Ketamine has a powerful effect on emotions, making it potentially useful in the treatment of depression.
For the 280 million people suffering from depression globally, relief cannot come fast enough. Monoaminergic antidepressants, including selective serotonin reuptake inhibitors (SSRIs) take weeks to months to take effect and do not work for more than one in three patients. For patients diagnosed with treatment-resistant depression, or in immediate crisis, access to safe, effective, rapid-acting antidepressants can improve lives and decrease suicide.
One current possibility being investigated is ketamine, which can improve depression, even in treatment-resistant patients. Ketamine is an anesthetic used for over 50 years, but it has serious side-effects, including dependence, hallucinations, and delusions. So, while preclinical studies have shown that a single dose of ketamine can have beneficial long-term effects on mental health and is only used to treat depression as a last resort. There are good reasons to be cautious; in addition to the side-effects, the way ketamine alters brain chemistry is not fully understood. If the biological mechanisms in the brain that ketamine influences are discovered, new drugs could be developed to target the beneficial antidepressant effect specifically.
The study led by Professor Kondo demonstrated ketamine treatment led to an increase in insulin-like growth factor 1 (IGF-1), a known antidepressant brain molecule. However, they did not know if this was linked to previously discovered ketamine related antidepressant molecules like brain-derived neutrophic factor (BDNF). They confirmed IGF-1 produced an antidepressant effect then demonstrated that they could switch it off by blocking it with an IGF-1 neutralizing antibody.
After demonstrating they could switch off IGF-1, the researchers followed up with a separate experiment. Previous studies have shown that ketamine increases BDNF, a protein that promotes nerve growth, so the researchers wanted to check if IGF-1 and BDNF were working together or separately. They tested whether IGF-1 and BDNF neutralizing antibodies blocked the other proteins antidepressant effect, they did not, leading the researchers to conclude that IGF-1 and BDNF work through their own independent pathways.
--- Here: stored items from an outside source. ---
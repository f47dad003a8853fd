//! Linemesh overlay node binary.
//!
//! Parses the command line, sets up logging and runs a [`P2pNode`] until
//! SIGINT or SIGTERM.

mod cli;
mod config;
mod shutdown;

use std::time::Duration;

use linemesh_p2p::P2pNode;
use tracing_subscriber::EnvFilter;

use crate::cli::Cli;
use crate::config::NodeConfig;
use crate::shutdown::wait_for_shutdown_signal;

#[tokio::main]
async fn main() -> anyhow::Result<()> {
    // Parse CLI arguments
    let cli = Cli::parse_args();

    // Set up logging
    let filter = EnvFilter::try_from_default_env()
        .unwrap_or_else(|_| EnvFilter::new(&cli.log_level));

    tracing_subscriber::fmt()
        .with_env_filter(filter)
        .with_target(true)
        .with_thread_ids(false)
        .with_file(false)
        .with_line_number(false)
        .init();

    tracing::info!("Linemesh Node v{}", env!("CARGO_PKG_VERSION"));

    // Build configuration
    let config = NodeConfig::from_cli(&cli);
    let node = P2pNode::new(config.p2p_config());
    let shutdown = node.shutdown_handle();

    let mut handle = tokio::spawn(node.run());

    tokio::select! {
        result = &mut handle => {
            // The node stopped on its own, most likely a bind failure.
            result??;
            return Ok(());
        }
        signal = wait_for_shutdown_signal() => signal?,
    }

    let _ = shutdown.send(()).await;
    match tokio::time::timeout(Duration::from_secs(5), handle).await {
        Ok(result) => result??,
        Err(_) => tracing::warn!("P2P node did not stop in time"),
    }

    tracing::info!("Node shutdown complete");
    Ok(())
}
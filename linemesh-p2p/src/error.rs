//! P2P error types.

use std::io;
use std::net::SocketAddr;
use thiserror::Error;

use crate::protocol::HostParseError;

/// P2P-specific errors.
#[derive(Debug, Error)]
pub enum P2pError {
    /// I/O error during network operations.
    #[error("I/O error: {0}")]
    Io(#[from] io::Error),

    /// A line exceeded the maximum allowed length.
    #[error("Message too large: {size} bytes (max: {max})")]
    MessageTooLarge { size: usize, max: usize },

    /// The command token is not in the schema.
    #[error("Attempted to parse invalid command: '{0}'")]
    UnknownCommand(String),

    /// A host literal could not be parsed.
    #[error("Invalid host: {0}")]
    InvalidHost(#[from] HostParseError),

    /// A field that passed validation could not be converted. Indicates a
    /// validator and the typed decoder disagree.
    #[error("Internal protocol fault: {0}")]
    Internal(String),

    /// Connection timed out.
    #[error("Connection timeout to {addr}")]
    ConnectionTimeout { addr: SocketAddr },

    /// Maximum connections reached.
    #[error("Maximum connections reached: {max}")]
    MaxConnectionsReached { max: usize },

    /// Channel send error.
    #[error("Channel send error: {0}")]
    ChannelSend(String),

    /// Peer not found.
    #[error("Peer not found: {0}")]
    PeerNotFound(String),

    /// Node is shutting down.
    #[error("Node shutting down")]
    Shutdown,
}

/// Result type for P2P operations.
pub type P2pResult<T> = Result<T, P2pError>;
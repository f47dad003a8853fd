//! Command-line argument parsing.

use std::net::SocketAddr;

use clap::Parser;

/// Linemesh overlay node.
#[derive(Parser, Debug, Clone)]
#[command(name = "linemesh-node")]
#[command(about = "Linemesh overlay node binary")]
#[command(version)]
pub struct Cli {
    /// P2P listen address.
    #[arg(long, default_value = "0.0.0.0:3000")]
    pub listen: SocketAddr,

    /// Comma-separated list of peers to dial on startup.
    #[arg(long, value_delimiter = ',')]
    pub connect: Option<Vec<SocketAddr>>,

    /// Identifier reported to peers.
    #[arg(long, default_value = linemesh_p2p::config::DEFAULT_USER_ID)]
    pub user_id: String,

    /// Reachable address to advertise (defaults to the listen address).
    #[arg(long)]
    pub advertise: Option<SocketAddr>,

    /// Maximum number of connected peers.
    #[arg(long, default_value_t = linemesh_p2p::config::DEFAULT_MAX_PEERS)]
    pub max_peers: usize,

    /// Log every protocol line.
    #[arg(long, short)]
    pub verbose: bool,

    /// Log level (trace, debug, info, warn, error).
    #[arg(long, default_value = "info")]
    pub log_level: String,
}

impl Cli {
    /// Parse command-line arguments.
    pub fn parse_args() -> Self {
        Self::parse()
    }
}
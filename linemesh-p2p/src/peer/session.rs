//! Per-connection protocol state machine.
//!
//! [`Session`] owns no socket. It consumes framed lines, updates handshake
//! and heartbeat state, and queues outgoing commands in an outbox that the
//! connection task drains after every step. Keeping I/O out of here lets the
//! handshake be driven line by line in tests.

use std::net::SocketAddr;
use std::sync::Arc;

use crate::config::LocalIdentity;
use crate::peer::info::{ConnectionDirection, PeerId, PeerInfo};
use crate::protocol::validate::CODE_INFO;
use crate::protocol::{
    command_token, create_version_message, fresh_nonce, is_valid, parse, Command, HandshakeFlag,
    HandshakeFlags, HostAddr, Rejection, ValidationContext,
};

/// Something the owner of a session must act on.
#[derive(Debug, Clone, PartialEq, Eq)]
pub enum SessionEvent {
    /// All four handshake steps are done. Emitted once per session.
    HandshakeComplete,
    /// A validated command for the layers above.
    Forward(Command),
    /// A line failed validation and a `reject` was queued.
    Rejected(Rejection),
}

/// Protocol state of one connection.
#[derive(Debug)]
pub struct Session {
    info: PeerInfo,
    local_addr: SocketAddr,
    identity: Arc<LocalIdentity>,
    /// Address we put in the sender field of our `version`.
    advertise: HostAddr,
    flags: HandshakeFlags,
    handshake_handled: bool,
    version_nonce: Option<u64>,
    ping_nonce: Option<u64>,
    last_active: u64,
    outbox: Vec<Command>,
}

impl Session {
    /// Create a session for an adopted socket.
    pub fn new(
        id: PeerId,
        direction: ConnectionDirection,
        local_addr: SocketAddr,
        remote_addr: SocketAddr,
        identity: Arc<LocalIdentity>,
        advertise: SocketAddr,
    ) -> Self {
        Self {
            info: PeerInfo::new(id, remote_addr, direction),
            local_addr,
            identity,
            advertise: HostAddr::from(advertise),
            flags: HandshakeFlags::new(),
            handshake_handled: false,
            version_nonce: None,
            ping_nonce: None,
            last_active: 0,
            outbox: Vec::new(),
        }
    }

    /// Kick off the handshake. The dialing side speaks first.
    pub fn start(&mut self) {
        if self.info.direction == ConnectionDirection::Outbound {
            self.send_version();
        }
    }

    /// Process one framed line received at unix time `now`.
    pub fn handle_line(&mut self, line: &str, now: u64) -> Vec<SessionEvent> {
        self.last_active = now;
        let line = line.trim();
        let mut events = Vec::new();

        if let Err(rejection) = is_valid(command_token(line), line, &self.validation_context()) {
            tracing::debug!(
                peer = %self.info.id,
                reason = %rejection.reason,
                "Rejecting line"
            );
            self.send(rejection.clone().into_command());
            events.push(SessionEvent::Rejected(rejection));
            return events;
        }

        let command = match parse(line).and_then(|parsed| Command::from_parsed(&parsed)) {
            Ok(command) => command,
            Err(e) => {
                tracing::error!(peer = %self.info.id, error = %e, line, "Dropping validated line");
                return events;
            }
        };

        match command {
            Command::Version(version) => {
                self.info
                    .learn_identity(version.user_id.clone(), version.sender);
                self.flags.set(HandshakeFlag::VersionReceived);
                if !self.flags.contains(HandshakeFlag::VerackSent) {
                    self.send(Command::Verack(version.nonce));
                    self.flags.set(HandshakeFlag::VerackSent);
                }
                events.push(SessionEvent::Forward(Command::Version(version)));
                self.check_handshake(&mut events);
            }
            Command::Verack(_) => {
                self.flags.set(HandshakeFlag::VerackReceived);
                self.check_handshake(&mut events);
            }
            Command::Ping(nonce) => self.send(Command::Pong(nonce)),
            other => events.push(SessionEvent::Forward(other)),
        }

        events
    }

    fn check_handshake(&mut self, events: &mut Vec<SessionEvent>) {
        if self.flags.is_complete() && !self.handshake_handled {
            self.handshake_handled = true;
            tracing::debug!(peer = %self.info.id, label = %self.label(), "Handshake complete");
            self.send(Command::message(
                i64::from(CODE_INFO),
                "Connection established",
                "Handshake complete",
            ));
            events.push(SessionEvent::HandshakeComplete);
        } else if !self.flags.contains(HandshakeFlag::VersionSent) {
            self.send_version();
        }
    }

    fn send_version(&mut self) {
        let nonce = fresh_nonce();
        self.version_nonce = Some(nonce);
        let version = create_version_message(
            &self.identity,
            HostAddr::from(self.info.addr),
            self.advertise,
            nonce,
        );
        self.send(version);
        self.flags.set(HandshakeFlag::VersionSent);
    }

    /// Queue a heartbeat `ping` with a fresh nonce.
    ///
    /// Replaces any outstanding ping nonce; a `pong` for an older ping will
    /// be rejected.
    pub fn heartbeat(&mut self) {
        let nonce = fresh_nonce();
        self.ping_nonce = Some(nonce);
        self.send(Command::Ping(nonce));
    }

    /// Queue a command for sending.
    pub fn send(&mut self, command: Command) {
        self.outbox.push(command);
    }

    /// Drain queued commands in send order.
    pub fn take_outgoing(&mut self) -> Vec<Command> {
        std::mem::take(&mut self.outbox)
    }

    fn validation_context(&self) -> ValidationContext {
        ValidationContext {
            local_addr: self.local_addr,
            remote_addr: self.info.addr,
            version_nonce: self.version_nonce,
            ping_nonce: self.ping_nonce,
        }
    }

    pub fn id(&self) -> PeerId {
        self.info.id
    }

    pub fn direction(&self) -> ConnectionDirection {
        self.info.direction
    }

    pub fn info(&self) -> &PeerInfo {
        &self.info
    }

    pub fn flags(&self) -> HandshakeFlags {
        self.flags
    }

    pub fn is_handshake_complete(&self) -> bool {
        self.flags.is_complete()
    }

    /// Unix seconds of the last framed line, valid or not.
    pub fn last_active(&self) -> u64 {
        self.last_active
    }

    pub fn version_nonce(&self) -> Option<u64> {
        self.version_nonce
    }

    pub fn ping_nonce(&self) -> Option<u64> {
        self.ping_nonce
    }

    /// Fixed-width label for log lines.
    pub fn label(&self) -> String {
        self.info.label()
    }
}
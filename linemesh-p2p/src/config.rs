//! P2P configuration.

use std::net::{IpAddr, Ipv4Addr, SocketAddr};
use std::time::Duration;

/// Protocol version this node announces.
pub const PROTOCOL_VERSION: u32 = 3;

/// Protocol versions accepted from peers.
pub const SUPPORTED_VERSIONS: [u32; 2] = [3, 4];

/// Default service bitmask.
pub const DEFAULT_SERVICES: u8 = 1;

/// Largest accepted service bitmask.
pub const MAX_SERVICES: i64 = 7;

/// Maximum length of a single protocol line in bytes (64 KiB).
pub const MAX_LINE_LENGTH: usize = 64 * 1024;

/// Width of the self-reported id in session labels.
pub const MAX_USER_ID_LENGTH: usize = 28;

/// Default number of admitted peers.
pub const DEFAULT_MAX_PEERS: usize = 5;

/// Default inactivity window before a session is closed.
pub const DEFAULT_IDLE_TIMEOUT: Duration = Duration::from_secs(90);

/// Default heartbeat interval.
pub const DEFAULT_PING_INTERVAL: Duration = Duration::from_secs(30);

/// Default timeout for outbound dials.
pub const DEFAULT_CONNECT_TIMEOUT: Duration = Duration::from_secs(10);

/// Default self-reported id.
pub const DEFAULT_USER_ID: &str = "linemesh";

/// What this node reports about itself in `version` messages.
#[derive(Debug, Clone, PartialEq, Eq)]
pub struct LocalIdentity {
    /// Free-text identifier sent to peers.
    pub user_id: String,
    /// Protocol version to announce.
    pub protocol_version: u32,
    /// Service bitmask.
    pub services: u8,
    /// Current block height.
    pub block_height: u64,
    /// Reachable `host:port` to advertise. When `None`, the node derives it
    /// from its listening socket.
    pub advertise_addr: Option<SocketAddr>,
}

impl Default for LocalIdentity {
    fn default() -> Self {
        Self {
            user_id: DEFAULT_USER_ID.to_string(),
            protocol_version: PROTOCOL_VERSION,
            services: DEFAULT_SERVICES,
            block_height: 0,
            advertise_addr: None,
        }
    }
}

impl LocalIdentity {
    /// Address announced as the sender of our `version` messages.
    ///
    /// Falls back to the bound address, with an unspecified IP replaced by
    /// loopback.
    pub fn advertised(&self, bound: SocketAddr) -> SocketAddr {
        match self.advertise_addr {
            Some(addr) => addr,
            None if bound.ip().is_unspecified() => {
                SocketAddr::new(IpAddr::V4(Ipv4Addr::LOCALHOST), bound.port())
            }
            None => bound,
        }
    }
}

/// Configuration for the P2P node.
#[derive(Debug, Clone)]
pub struct P2pConfig {
    /// Address to bind the listener to.
    pub bind_addr: SocketAddr,

    /// Identity reported in `version` messages.
    pub identity: LocalIdentity,

    /// Maximum number of admitted sessions.
    pub max_peers: usize,

    /// Close a session after this long without inbound bytes.
    pub idle_timeout: Duration,

    /// Interval between heartbeat pings.
    pub ping_interval: Duration,

    /// Timeout for establishing outbound connections.
    pub connect_timeout: Duration,

    /// Peers to dial on startup.
    pub bootstrap_peers: Vec<SocketAddr>,

    /// Log every inbound and outbound line at info level.
    pub verbose: bool,

    /// Send `getaddr` once a handshake completes.
    pub request_addrs_on_connect: bool,
}

impl Default for P2pConfig {
    fn default() -> Self {
        Self {
            bind_addr: SocketAddr::new(IpAddr::V4(Ipv4Addr::UNSPECIFIED), 3000),
            identity: LocalIdentity::default(),
            max_peers: DEFAULT_MAX_PEERS,
            idle_timeout: DEFAULT_IDLE_TIMEOUT,
            ping_interval: DEFAULT_PING_INTERVAL,
            connect_timeout: DEFAULT_CONNECT_TIMEOUT,
            bootstrap_peers: Vec::new(),
            verbose: false,
            request_addrs_on_connect: true,
        }
    }
}

impl P2pConfig {
    /// Create a new configuration with the specified bind address.
    pub fn new(bind_addr: SocketAddr) -> Self {
        Self {
            bind_addr,
            ..Default::default()
        }
    }

    /// Set the self-reported user id.
    pub fn with_user_id(mut self, user_id: impl Into<String>) -> Self {
        self.identity.user_id = user_id.into();
        self
    }

    /// Set the address advertised to peers.
    pub fn with_advertise_addr(mut self, addr: SocketAddr) -> Self {
        self.identity.advertise_addr = Some(addr);
        self
    }

    /// Set the maximum number of admitted peers.
    pub fn with_max_peers(mut self, count: usize) -> Self {
        self.max_peers = count;
        self
    }

    /// Set the inactivity timeout.
    pub fn with_idle_timeout(mut self, timeout: Duration) -> Self {
        self.idle_timeout = timeout;
        self
    }

    /// Set the heartbeat interval.
    pub fn with_ping_interval(mut self, interval: Duration) -> Self {
        self.ping_interval = interval;
        self
    }

    /// Set the outbound connection timeout.
    pub fn with_connect_timeout(mut self, timeout: Duration) -> Self {
        self.connect_timeout = timeout;
        self
    }

    /// Add bootstrap peers to connect to on startup.
    pub fn with_bootstrap_peers(mut self, peers: Vec<SocketAddr>) -> Self {
        self.bootstrap_peers = peers;
        self
    }

    /// Enable per-line logging.
    pub fn with_verbose(mut self, verbose: bool) -> Self {
        self.verbose = verbose;
        self
    }

    /// Toggle the `getaddr` request sent after a handshake.
    pub fn with_request_addrs_on_connect(mut self, enabled: bool) -> Self {
        self.request_addrs_on_connect = enabled;
        self
    }
}
//! CRLF line framing codec.
//!
//! Lines are framed as:
//! - N bytes: the line, without the terminator
//! - 2 bytes: `\r\n`

use bytes::{BufMut, BytesMut};
use tokio_util::codec::{Decoder, Encoder};

use crate::config::MAX_LINE_LENGTH;
use crate::error::{P2pError, P2pResult};
use crate::protocol::Command;

const TERMINATOR: &[u8] = b"\r\n";

/// Codec for CRLF-terminated protocol lines.
#[derive(Debug)]
pub struct LineCodec {
    /// Longest accepted line, terminator excluded.
    max_length: usize,
    /// Bytes already scanned for a terminator.
    next_index: usize,
}

impl Default for LineCodec {
    fn default() -> Self {
        Self::new()
    }
}

impl LineCodec {
    /// Create a codec with the default length limit.
    pub fn new() -> Self {
        Self::with_max_length(MAX_LINE_LENGTH)
    }

    /// Create a codec with a custom length limit.
    pub fn with_max_length(max_length: usize) -> Self {
        Self {
            max_length,
            next_index: 0,
        }
    }
}

impl Decoder for LineCodec {
    type Item = String;
    type Error = P2pError;

    fn decode(&mut self, src: &mut BytesMut) -> P2pResult<Option<Self::Item>> {
        // Back up one byte in case the last read ended between '\r' and '\n'
        let start = self.next_index.saturating_sub(1).min(src.len());
        let found = src[start..]
            .windows(TERMINATOR.len())
            .position(|w| w == TERMINATOR)
            .map(|pos| start + pos);

        match found {
            Some(end) => {
                self.next_index = 0;
                if end > self.max_length {
                    return Err(P2pError::MessageTooLarge {
                        size: end,
                        max: self.max_length,
                    });
                }
                let line = src.split_to(end + TERMINATOR.len());
                Ok(Some(String::from_utf8_lossy(&line[..end]).into_owned()))
            }
            None => {
                if src.len() > self.max_length + 1 {
                    return Err(P2pError::MessageTooLarge {
                        size: src.len(),
                        max: self.max_length,
                    });
                }
                self.next_index = src.len();
                Ok(None)
            }
        }
    }
}

impl Encoder<Command> for LineCodec {
    type Error = P2pError;

    fn encode(&mut self, command: Command, dst: &mut BytesMut) -> P2pResult<()> {
        let line = command.to_string();
        let line = line.trim_end();

        dst.reserve(line.len() + TERMINATOR.len());
        dst.put_slice(line.as_bytes());
        dst.put_slice(TERMINATOR);

        Ok(())
    }
}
This discovery indicates that ketamine uses a previously unknown pathway that produces an antidepressant effect. The researchers hypothesized that the single dose of ketamine increases the level of IGF-1 in the brain, persistently changing prefrontal cortex nerves and causing them to increase their number of stable connections. The link between ketamine and IGF-1 presents a brand-new direction for future studies investigating antidepressants that target IGF-1 directly.
The paper, “IGF-1 release in the medial prefrontal cortex mediates the rapid and sustained antidepressant-like actions of ketamine,” was printed in Translational Psychiatry (DOI 10.1038/s41398-022-01943-9) on May 17, 2022.
Ketamine induces IGF-1 release in the prefrontal cortex.
IGF-1 in the prefrontal cortex is essential for the antidepressant actions of ketamine. Mice where IGF-1 is neutralized by the antibody are more immobile, a sign of depression.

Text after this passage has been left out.